**What you have to do**. Which lines below contain "MeasurementUnit"? Pull them out.

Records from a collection

//! Read-only reference data: the sale catalog and the supplier material
//! catalog.
//!
//! Both are owned by collaborators outside the engine. The engine only looks
//! items up by id through [`CatalogSource`]; [`Catalog`] is the in-memory
//! implementation used by callers that already hold the collections.

use std::collections::HashMap;

use serde::{Deserialize, Serialize};
use unicode_normalization::UnicodeNormalization;
use uuid::Uuid;

use crate::{MeasurementUnit, VatRate, coerce, units::to_base_units};

/// Selects the pricing formula of a catalog item or a material.
#[derive(Clone, Copy, Debug, Default, PartialEq, Eq, Hash, Serialize, Deserialize)]
#[serde(rename_all = "snake_case")]
pub enum ItemType {
    /// Flat price per unit.
    #[default]
    Fixed,
    /// Priced per unit of length or area.
    Measured,
}

/// An optional priced extra on a sale item.
#[derive(Clone, Debug, PartialEq, Serialize, Deserialize)]
pub struct AddOnOption {
    pub id: Uuid,
    pub name: String,
    pub price: f64,
}

impl AddOnOption {
    #[must_use]
    pub fn new(name: impl Into<String>, price: f64) -> Self {
        Self {
            id: Uuid::new_v4(),
            name: name.into(),
            price,
        }
    }

    /// Identity used for deduplication: two options with the same name and
    /// price are the same option.
    pub(crate) fn key(&self) -> AddOnKey {
        let name: String = self
            .name
            .split_whitespace()
            .collect::<Vec<_>>()
            .join(" ")
            .nfc()
            .collect();
        let price = coerce::amount(Some(self.price));
        // 0.0 and -0.0 are the same price.
        let price = if price == 0.0 { 0.0 } else { price };
        AddOnKey {
            name,
            price_bits: price.to_bits(),
        }
    }
}

#[derive(Clone, Debug, PartialEq, Eq, Hash)]
pub(crate) struct AddOnKey {
    name: String,
    price_bits: u64,
}

/// A material a sale item consumes, cloned into a cost item when the sale
/// item is put on a line.
#[derive(Clone, Debug, PartialEq, Serialize, Deserialize)]
pub struct LinkedMaterial {
    pub material_id: Uuid,
    #[serde(default)]
    pub description: Option<String>,
    #[serde(default)]
    pub cost_vat_rate: Option<VatRate>,
}

impl LinkedMaterial {
    #[must_use]
    pub fn new(material_id: Uuid) -> Self {
        Self {
            material_id,
            description: None,
            cost_vat_rate: None,
        }
    }
}

/// An item of the sale catalog.
///
/// For [`ItemType::Fixed`] `price` is the unit price. For
/// [`ItemType::Measured`] it is the price per `unit`, which is either a length
/// unit (length-priced) or an area unit (area-priced).
#[derive(Clone, Debug, PartialEq, Serialize, Deserialize)]
pub struct SaleCatalogItem {
    pub id: Uuid,
    pub name: String,
    #[serde(default)]
    pub item_type: ItemType,
    pub price: f64,
    #[serde(default)]
    pub unit: MeasurementUnit,
    #[serde(default)]
    pub add_ons: Vec<AddOnOption>,
    /// Add-ons of the parent item are offered on this item too.
    #[serde(default)]
    pub parent_id: Option<Uuid>,
    #[serde(default)]
    pub linked_materials: Vec<LinkedMaterial>,
}

impl SaleCatalogItem {
    #[must_use]
    pub fn fixed(name: impl Into<String>, price: f64) -> Self {
        Self {
            id: Uuid::new_v4(),
            name: name.into(),
            item_type: ItemType::Fixed,
            price,
            unit: MeasurementUnit::default(),
            add_ons: Vec::new(),
            parent_id: None,
            linked_materials: Vec::new(),
        }
    }

    #[must_use]
    pub fn measured(name: impl Into<String>, price: f64, unit: MeasurementUnit) -> Self {
        Self {
            item_type: ItemType::Measured,
            unit,
            ..Self::fixed(name, price)
        }
    }

    #[must_use]
    pub fn add_on(mut self, option: AddOnOption) -> Self {
        self.add_ons.push(option);
        self
    }

    #[must_use]
    pub fn parent(mut self, parent_id: Uuid) -> Self {
        self.parent_id = Some(parent_id);
        self
    }

    #[must_use]
    pub fn linked_material(mut self, link: LinkedMaterial) -> Self {
        self.linked_materials.push(link);
        self
    }

    /// `true` when a measured item is priced per area.
    #[must_use]
    pub fn is_area_priced(&self) -> bool {
        self.item_type == ItemType::Measured && self.unit.is_area()
    }

    /// Price per metre or square metre.
    #[must_use]
    pub fn price_per_base_unit(&self) -> f64 {
        coerce::amount(Some(self.price)) / to_base_units(1.0, &self.unit)
    }
}

/// An item of the supplier material catalog.
///
/// Measured materials are bought in stock sheets of `sheet_length` ×
/// `sheet_width` (in `unit`) at `price` per sheet.
#[derive(Clone, Debug, PartialEq, Serialize, Deserialize)]
pub struct SupplierMaterialItem {
    pub id: Uuid,
    pub name: String,
    #[serde(default)]
    pub item_type: ItemType,
    pub price: f64,
    #[serde(default)]
    pub sheet_length: Option<f64>,
    #[serde(default)]
    pub sheet_width: Option<f64>,
    #[serde(default)]
    pub unit: MeasurementUnit,
    /// Overrides the price per m² derived from the sheet price.
    #[serde(default)]
    pub price_per_area_m2: Option<f64>,
    #[serde(default)]
    pub include_wastage: bool,
}

impl SupplierMaterialItem {
    #[must_use]
    pub fn fixed(name: impl Into<String>, price: f64) -> Self {
        Self {
            id: Uuid::new_v4(),
            name: name.into(),
            item_type: ItemType::Fixed,
            price,
            sheet_length: None,
            sheet_width: None,
            unit: MeasurementUnit::default(),
            price_per_area_m2: None,
            include_wastage: false,
        }
    }

    /// A measured material sold in sheets, with wastage tracking on.
    #[must_use]
    pub fn sheet(
        name: impl Into<String>,
        sheet_price: f64,
        sheet_length: f64,
        sheet_width: f64,
        unit: MeasurementUnit,
    ) -> Self {
        Self {
            item_type: ItemType::Measured,
            sheet_length: Some(sheet_length),
            sheet_width: Some(sheet_width),
            unit,
            include_wastage: true,
            ..Self::fixed(name, sheet_price)
        }
    }

    #[must_use]
    pub fn price_per_area(mut self, price_per_m2: f64) -> Self {
        self.price_per_area_m2 = Some(price_per_m2);
        self
    }

    #[must_use]
    pub fn without_wastage(mut self) -> Self {
        self.include_wastage = false;
        self
    }

    /// Sheet length and width in metres, when both are usable.
    #[must_use]
    pub fn sheet_dimensions_m(&self) -> Option<(f64, f64)> {
        let length = coerce::dimension(self.sheet_length)?;
        let width = coerce::dimension(self.sheet_width)?;
        Some((
            to_base_units(length, &self.unit),
            to_base_units(width, &self.unit),
        ))
    }

    /// Price per m²: the explicit value when set, otherwise the sheet price
    /// spread over the sheet area.
    #[must_use]
    pub fn effective_price_per_area_m2(&self) -> Option<f64> {
        if let Some(explicit) = self.price_per_area_m2.filter(|p| p.is_finite() && *p >= 0.0) {
            return Some(explicit);
        }
        let (length, width) = self.sheet_dimensions_m()?;
        Some(coerce::amount(Some(self.price)) / (length * width))
    }
}

/// Read access to the reference collections.
pub trait CatalogSource {
    fn sale_item(&self, id: Uuid) -> Option<&SaleCatalogItem>;
    fn material(&self, id: Uuid) -> Option<&SupplierMaterialItem>;
}

/// In-memory reference collections keyed by id.
#[derive(Clone, Debug, Default)]
pub struct Catalog {
    items: HashMap<Uuid, SaleCatalogItem>,
    materials: HashMap<Uuid, SupplierMaterialItem>,
}

impl Catalog {
    #[must_use]
    pub fn new() -> Self {
        Self::default()
    }

    #[must_use]
    pub fn with_items(
        items: impl IntoIterator<Item = SaleCatalogItem>,
        materials: impl IntoIterator<Item = SupplierMaterialItem>,
    ) -> Self {
        Self {
            items: items.into_iter().map(|item| (item.id, item)).collect(),
            materials: materials.into_iter().map(|m| (m.id, m)).collect(),
        }
    }

    /// Inserts or replaces a sale item, returning its id.
    pub fn insert_item(&mut self, item: SaleCatalogItem) -> Uuid {
        let id = item.id;
        self.items.insert(id, item);
        id
    }

    /// Inserts or replaces a material, returning its id.
    pub fn insert_material(&mut self, material: SupplierMaterialItem) -> Uuid {
        let id = material.id;
        self.materials.insert(id, material);
        id
    }

    pub fn remove_item(&mut self, id: Uuid) -> Option<SaleCatalogItem> {
        self.items.remove(&id)
    }

    pub fn remove_material(&mut self, id: Uuid) -> Option<SupplierMaterialItem> {
        self.materials.remove(&id)
    }

    pub fn item_mut(&mut self, id: Uuid) -> Option<&mut SaleCatalogItem> {
        self.items.get_mut(&id)
    }

    pub fn material_mut(&mut self, id: Uuid) -> Option<&mut SupplierMaterialItem> {
        self.materials.get_mut(&id)
    }

    pub fn items(&self) -> impl Iterator<Item = &SaleCatalogItem> {
        self.items.values()
    }

    pub fn materials(&self) -> impl Iterator<Item = &SupplierMaterialItem> {
        self.materials.values()
    }
}

impl CatalogSource for Catalog {
    fn sale_item(&self, id: Uuid) -> Option<&SaleCatalogItem> {
        self.items.get(&id)
    }

    fn material(&self, id: Uuid) -> Option<&SupplierMaterialItem> {
        self.materials.get(&id)
    }
}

**Response box**.
use crate::{MeasurementUnit, VatRate, coerce, units::to_base_units};
    pub unit: MeasurementUnit,
            unit: MeasurementUnit::default(),
    pub fn measured(name: impl Into<String>, price: f64, unit: MeasurementUnit) -> Self {
    pub unit: MeasurementUnit,
            unit: MeasurementUnit::default(),
        unit: MeasurementUnit,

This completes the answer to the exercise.